The NT Conference Vision (Science and Application of Nanotubes and Low-Dimensional Materials)

During the 1990's, when interest in fullerenes was dwindling due to perceived lack of applications, the future of the related nanotubes was questionable. The nanotube field was riddled by reports that nanotubes may help create energy from nothing (thus violating energy conservation) or store unusually large amounts of hydrogen. Most scientists believed that nanotubes are only a fashionable topic with no lasting impact.

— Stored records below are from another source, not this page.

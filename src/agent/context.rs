use super::{Effect, Trigger};
use crate::{
    acl::{AclMessage, Content, ConversationId, DEFAULT_ONTOLOGY, Performative},
    event::{Event, Location},
};
use chrono::{DateTime, Utc};
use tracing::warn;

/// The job an agent is currently working on.
#[derive(Debug, Clone, PartialEq)]
pub struct Mission {
    /// Event id or request message id that started the mission.
    pub origin: String,
    pub location: Location,
    pub victims: u32,
    pub severity: f64,
    pub needs_evacuation: bool,
    pub work_done: bool,
    /// Requested action for message-driven missions.
    pub action: Option<String>,
    pub mission_type: Option<String>,
    pub priority: Option<String>,
    /// Conversation and requester for message-driven missions.
    pub conversation: Option<(ConversationId, String)>,
}

impl Mission {
    pub fn from_event(event: &Event, victims: u32) -> Self {
        Self {
            origin: event.id().to_string(),
            location: event.location(),
            victims,
            severity: event.severity(),
            needs_evacuation: event.flag("needs_evacuation").unwrap_or(false),
            work_done: false,
            action: None,
            mission_type: Some(event.kind().to_string()),
            priority: None,
            conversation: None,
        }
    }
}

/// Agent-owned working data that guards read and side effects update.
#[derive(Debug, Clone, PartialEq)]
pub struct AgentContext {
    pub agent_id: String,
    pub position: Location,
    pub base: Location,
    pub mission: Option<Mission>,
    pub rescued_total: u32,
    pub patients_treated: u32,
    pub supplies: u32,
    pub discoveries: Vec<String>,
    pub ontology: String,
    /// Simulation time of the trigger being handled.
    pub clock: DateTime<Utc>,
    /// State label at the moment the current trigger arrived.
    pub state_label: String,
    sequence: u64,
}

impl AgentContext {
    pub fn new(agent_id: impl Into<String>, base: Location) -> Self {
        Self {
            agent_id: agent_id.into(),
            position: base,
            base,
            mission: None,
            rescued_total: 0,
            patients_treated: 0,
            supplies: 100,
            discoveries: Vec::new(),
            ontology: DEFAULT_ONTOLOGY.to_string(),
            clock: DateTime::<Utc>::UNIX_EPOCH,
            state_label: String::new(),
            sequence: 0,
        }
    }

    pub fn target(&self) -> Option<Location> {
        self.mission.as_ref().map(|m| m.location)
    }

    pub fn next_sequence(&mut self) -> u64 {
        self.sequence += 1;
        self.sequence
    }

    fn next_message_id(&mut self) -> String {
        let seq = self.next_sequence();
        format!("{}-M{:04}", self.agent_id, seq)
    }

    /// Stamp a freshly built message with this agent's id sequence and clock.
    fn stamp(&mut self, built: crate::Result<AclMessage>) -> Vec<Effect> {
        match built {
            Ok(message) => {
                let id = self.next_message_id();
                vec![Effect::Send(message.with_id(id).at(self.clock))]
            }
            Err(e) => {
                warn!("Agent {} dropped outgoing message: {}", self.agent_id, e);
                Vec::new()
            }
        }
    }

    pub fn send(
        &mut self,
        performative: Performative,
        receiver: &str,
        content: Content,
        conversation: &ConversationId,
    ) -> Vec<Effect> {
        let built = AclMessage::new(
            performative,
            self.agent_id.clone(),
            receiver,
            content,
            conversation.clone(),
            self.ontology.clone(),
        );
        self.stamp(built)
    }

    pub fn reply(
        &mut self,
        to: &AclMessage,
        performative: Performative,
        content: Content,
    ) -> Vec<Effect> {
        let built = to.reply(performative, content);
        self.stamp(built)
    }
}

// Guards and effects shared by every agent kind.

pub(super) fn at_target(ctx: &AgentContext, _: &Trigger) -> bool {
    ctx.target() == Some(ctx.position)
}

pub(super) fn at_base(ctx: &AgentContext, _: &Trigger) -> bool {
    ctx.position == ctx.base
}

pub(super) fn work_done(ctx: &AgentContext, _: &Trigger) -> bool {
    ctx.mission.as_ref().is_some_and(|m| m.work_done)
}

pub(super) fn move_to_target(ctx: &mut AgentContext, _: &Trigger) -> Vec<Effect> {
    if let Some(target) = ctx.target() {
        ctx.position = ctx.position.step_toward(target);
    }
    Vec::new()
}

pub(super) fn move_to_base(ctx: &mut AgentContext, _: &Trigger) -> Vec<Effect> {
    ctx.position = ctx.position.step_toward(ctx.base);
    Vec::new()
}

pub(super) fn perform_work(ctx: &mut AgentContext, _: &Trigger) -> Vec<Effect> {
    if let Some(mission) = ctx.mission.as_mut() {
        mission.work_done = true;
    }
    Vec::new()
}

How to prove the skeptics wrong? I believe the best answer is to produce and report high-quality research. A $15,000 grant in 1999 was the trigger for organizing the NT'99 conference as a way to bring the nanotube community together using an unusual approach and format:

  • Financial support should be spent on the best invited speakers. Any luxury should be avoided to keep the conference cost low and to attract as many interested participants as possible.
  • The key role of contributions was emphasized by placing poster sessions in prime conference time and summarizing the essential contents of all posters in an oral plenary session (poster-plus presentations by contributors). Also to encourage active participation of young scientists, posters have always played the "first violin" at NT conferences.
  • Discussion of all topics of importance to the field, including controversial topics, was encouraged and facilitated by the open format.
  • The main reason behind an NT conference was to provide a service to the nanotube community.

At NT'99, practically all financial support was spent on attracting and supporting key invited speakers, who would present and discuss their results. The registration fee was $120. Very little was spent on the location rental, and the remaining 2% financed a common meal that did not deserve to be called a "banquet".

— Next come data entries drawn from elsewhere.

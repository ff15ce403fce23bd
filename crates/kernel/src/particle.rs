//! Particle data structures using struct-of-arrays layout for parallel lanes.
//!
//! Storage is allocated once for the configured capacity. Only the first
//! `active` slots take part in the simulation; slots are never freed
//! individually, the population only grows by admission or shrinks by
//! lowering the active count.

use glam::Vec2;
use serde::{Deserialize, Serialize};

/// Per-type material parameters used by the fluid kernels and the per-cell
/// fluid measurements.
#[derive(Debug, Clone, Copy, PartialEq, Serialize, Deserialize)]
pub struct ParticleMaterial {
    /// Particle mass.
    #[serde(default = "default_mass")]
    pub mass: f32,
    /// Rest density the pressure term drives towards. The default is the
    /// density of a square lattice with spacing 0.67 at influence radius 1.
    #[serde(default = "default_target_density")]
    pub target_density: f32,
    /// Pressure stiffness.
    #[serde(default = "default_pressure_multiplier")]
    pub pressure_multiplier: f32,
    /// Near-pressure stiffness (anti-clustering term).
    #[serde(default = "default_near_pressure_multiplier")]
    pub near_pressure_multiplier: f32,
    /// Linear viscosity coefficient.
    #[serde(default = "default_viscosity")]
    pub viscosity: f32,
    /// Stiffness of springs between particles of this type (0 = no springs).
    #[serde(default)]
    pub spring_stiffness: f32,
    /// Fraction of the spring deformation absorbed into the rest length each step.
    #[serde(default)]
    pub spring_plasticity: f32,
}

fn default_mass() -> f32 {
    1.0
}

fn default_target_density() -> f32 {
    2.75
}

fn default_pressure_multiplier() -> f32 {
    3000.0
}

fn default_near_pressure_multiplier() -> f32 {
    12.0
}

fn default_viscosity() -> f32 {
    1.5
}

impl Default for ParticleMaterial {
    fn default() -> Self {
        Self {
            mass: default_mass(),
            target_density: default_target_density(),
            pressure_multiplier: default_pressure_multiplier(),
            near_pressure_multiplier: default_near_pressure_multiplier(),
            viscosity: default_viscosity(),
            spring_stiffness: 0.0,
            spring_plasticity: 0.0,
        }
    }
}

/// A particle waiting to be admitted into the simulation.
#[derive(Debug, Clone, Copy, PartialEq, Serialize, Deserialize)]
pub struct ParticleSeed {
    /// Initial position.
    pub pos: Vec2,
    /// Initial velocity.
    #[serde(default)]
    pub vel: Vec2,
    /// Material / type index.
    #[serde(default)]
    pub ptype: u32,
}

impl ParticleSeed {
    /// Seed at rest with type 0.
    pub fn at(pos: Vec2) -> Self {
        Self { pos, vel: Vec2::ZERO, ptype: 0 }
    }
}

/// Struct-of-arrays particle storage.
///
/// All arrays are parallel and `capacity` long: index `i` across every array
/// refers to the same particle slot.
#[derive(Debug, Clone)]
pub struct ParticleArrays {
    capacity: usize,
    active: usize,

    // ---- Kinematics ----
    /// Positions.
    pub pos: Vec<Vec2>,
    /// Predicted positions for the current sub-step.
    pub pred_pos: Vec<Vec2>,
    /// Velocities.
    pub vel: Vec<Vec2>,
    /// Velocity at the start of the current sub-step.
    pub last_vel: Vec<Vec2>,

    // ---- Scalar fields ----
    /// Density.
    pub density: Vec<f32>,
    /// Near density.
    pub near_density: Vec<f32>,
    /// Material / type index.
    pub ptype: Vec<u32>,
    /// Cell key written by the last spatial sort.
    pub last_cell_key: Vec<u32>,
}

impl ParticleArrays {
    /// Allocate storage for `capacity` particles, none active.
    pub fn with_capacity(capacity: usize) -> Self {
        Self {
            capacity,
            active: 0,
            pos: vec![Vec2::ZERO; capacity],
            pred_pos: vec![Vec2::ZERO; capacity],
            vel: vec![Vec2::ZERO; capacity],
            last_vel: vec![Vec2::ZERO; capacity],
            density: vec![0.0; capacity],
            near_density: vec![0.0; capacity],
            ptype: vec![0; capacity],
            last_cell_key: vec![u32::MAX; capacity],
        }
    }

    /// Total slots.
    pub fn capacity(&self) -> usize {
        self.capacity
    }

    /// Number of active particles.
    pub fn len(&self) -> usize {
        self.active
    }

    /// Return `true` if there are no active particles.
    pub fn is_empty(&self) -> bool {
        self.active == 0
    }

    /// Slots still free for admission.
    pub fn remaining(&self) -> usize {
        self.capacity - self.active
    }

    /// Admit as many of `seeds` as fit, in order. Returns how many were taken.
    pub fn admit(&mut self, seeds: &[ParticleSeed]) -> usize {
        let n = seeds.len().min(self.remaining());
        for seed in &seeds[..n] {
            let i = self.active;
            self.pos[i] = seed.pos;
            self.pred_pos[i] = seed.pos;
            self.vel[i] = seed.vel;
            self.last_vel[i] = seed.vel;
            self.density[i] = 0.0;
            self.near_density[i] = 0.0;
            self.ptype[i] = seed.ptype;
            self.last_cell_key[i] = u32::MAX;
            self.active += 1;
        }
        n
    }

    /// Exclude every slot at or beyond `active`. Growing is not possible here;
    /// use [`ParticleArrays::admit`].
    pub fn truncate(&mut self, active: usize) {
        self.active = self.active.min(active);
    }

    /// Drop every particle.
    pub fn clear(&mut self) {
        self.active = 0;
    }
}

The participants found the format very appealing and the actual number of attendees exceeded the planned attendance by a factor of two throughout the following years. The wish list brought forward by participants often reflected their past disappointment at other conferences:

  • To eliminate frustration from selecting a wrong session in multi-session conferences, participants asked for a single-session conference that would cover the entire field;
  • Unlike conferences, where the organizers and advisory board are also presenters of invited talks, NT conferences should avoid such conflicts of interest. Invited speakers should not be nominated by sponsors, but be selected democratically by an ever changing advisory board.
  • The venue and the invited speakers should change each time.

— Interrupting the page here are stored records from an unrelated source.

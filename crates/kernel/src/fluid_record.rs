//! Per-cell fluid measurements for sensor collaborators.
//!
//! Particles add their mass, velocity and pressure into the cell they were
//! sorted into. Totals are fixed point so the per-cell sums are exact under
//! any lane order.

use std::sync::atomic::{AtomicI32, AtomicU32, Ordering};

use glam::Vec2;

use crate::dispatch::{BufferId, CommandQueue, DispatchError, KernelId};
use crate::fixed_point::{from_fixed, to_fixed};
use crate::particle::{ParticleArrays, ParticleMaterial};
use crate::spatial::SENTINEL_KEY;

#[derive(Debug, Default)]
struct CellRecord {
    mass: AtomicI32,
    vel: [AtomicI32; 2],
    pressure: AtomicI32,
    contributions: AtomicU32,
}

/// Decoded totals of one cell.
#[derive(Debug, Clone, Copy, Default, PartialEq)]
pub struct CellMeasurement {
    /// Summed particle mass.
    pub total_mass: f32,
    /// Summed particle velocity.
    pub total_velocity: Vec2,
    /// Summed particle pressure.
    pub total_pressure: f32,
    /// Number of contributing particles.
    pub contributions: u32,
}

impl CellMeasurement {
    /// Multiply every total by `factor` (e.g. `1 / samples` for an average
    /// over several frames). The contribution count is left as is.
    pub fn scale(&mut self, factor: f32) {
        self.total_mass *= factor;
        self.total_velocity *= factor;
        self.total_pressure *= factor;
    }

    /// Mean velocity of the contributing particles.
    pub fn average_velocity(&self) -> Vec2 {
        if self.contributions == 0 {
            Vec2::ZERO
        } else {
            self.total_velocity / self.contributions as f32
        }
    }
}

/// Fixed-point totals for every grid cell.
#[derive(Debug)]
pub struct FluidRecords {
    cells: Vec<CellRecord>,
    precision: f32,
}

impl FluidRecords {
    /// Records for `cells` cells, encoded with `precision`.
    pub fn new(cells: usize, precision: f32) -> Self {
        Self {
            cells: (0..cells).map(|_| CellRecord::default()).collect(),
            precision,
        }
    }

    /// Number of cells.
    pub fn len(&self) -> usize {
        self.cells.len()
    }

    /// Return `true` if there are no cells.
    pub fn is_empty(&self) -> bool {
        self.cells.is_empty()
    }

    /// `ResetFluidData`: one lane per cell.
    pub fn reset(&self, queue: &mut CommandQueue) -> Result<(), DispatchError> {
        let backend = queue.issue(KernelId::ResetFluidData, self.cells.len())?;
        backend.for_each_lane(self.cells.len(), |k| {
            let c = &self.cells[k];
            c.mass.store(0, Ordering::Relaxed);
            c.vel[0].store(0, Ordering::Relaxed);
            c.vel[1].store(0, Ordering::Relaxed);
            c.pressure.store(0, Ordering::Relaxed);
            c.contributions.store(0, Ordering::Relaxed);
        });
        queue.mark_valid(BufferId::FluidRecords);
        Ok(())
    }

    /// Add one particle's sample to cell `key`.
    ///
    /// Totals are `i32` fixed point and wrap silently on overflow. Each
    /// cell's summed mass, velocity component and pressure must stay below
    /// `i32::MAX / precision` in magnitude (about 2.1e6 at the default
    /// precision of 1000). Scenes with dense cells or large pressures need a
    /// smaller `fluid_record` precision.
    pub fn record(&self, key: u32, mass: f32, vel: Vec2, pressure: f32) {
        let Some(c) = self.cells.get(key as usize) else {
            return;
        };
        let p = self.precision;
        c.mass.fetch_add(to_fixed(mass, p), Ordering::Relaxed);
        c.vel[0].fetch_add(to_fixed(vel.x, p), Ordering::Relaxed);
        c.vel[1].fetch_add(to_fixed(vel.y, p), Ordering::Relaxed);
        c.pressure.fetch_add(to_fixed(pressure, p), Ordering::Relaxed);
        c.contributions.fetch_add(1, Ordering::Relaxed);
    }

    /// `RecordFluidData`: one lane per active particle, keyed by the cell of
    /// the last sort.
    pub fn record_particles(
        &self,
        queue: &mut CommandQueue,
        particles: &ParticleArrays,
        materials: &[ParticleMaterial],
    ) -> Result<(), DispatchError> {
        let backend = queue.issue(KernelId::RecordFluidData, particles.len())?;
        backend.for_each_lane(particles.len(), |i| {
            let key = particles.last_cell_key[i];
            if key == SENTINEL_KEY {
                return;
            }
            let mat = materials.get(particles.ptype[i] as usize).copied().unwrap_or_default();
            let pressure = (particles.density[i] - mat.target_density) * mat.pressure_multiplier;
            self.record(key, mat.mass, particles.vel[i], pressure);
        });
        Ok(())
    }

    /// Decoded totals of cell `key`.
    pub fn measurement(&self, key: u32) -> Option<CellMeasurement> {
        let c = self.cells.get(key as usize)?;
        let p = self.precision;
        Some(CellMeasurement {
            total_mass: from_fixed(c.mass.load(Ordering::Relaxed), p),
            total_velocity: Vec2::new(
                from_fixed(c.vel[0].load(Ordering::Relaxed), p),
                from_fixed(c.vel[1].load(Ordering::Relaxed), p),
            ),
            total_pressure: from_fixed(c.pressure.load(Ordering::Relaxed), p),
            contributions: c.contributions.load(Ordering::Relaxed),
        })
    }

    /// Decoded totals of every cell.
    pub fn measurements(&self) -> Vec<CellMeasurement> {
        (0..self.cells.len() as u32).filter_map(|k| self.measurement(k)).collect()
    }
}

These commonalities, reflecting the wishes of participants, were eventually summarized in the NT Conference Charter. They distinguish NT conferences from other events, including junket conferences. This approach may appear too restrictive to some organizers, as it does not bring immediate benefit. Yet it is feasible, as demonstrated in the first decade or so, and has found overwhelming support by participants.

To maintain the quality of the conference series, a Steering Committee was eventually established to regulate all issues related to NT Conference organization, including compliance with the NT Conference Charter.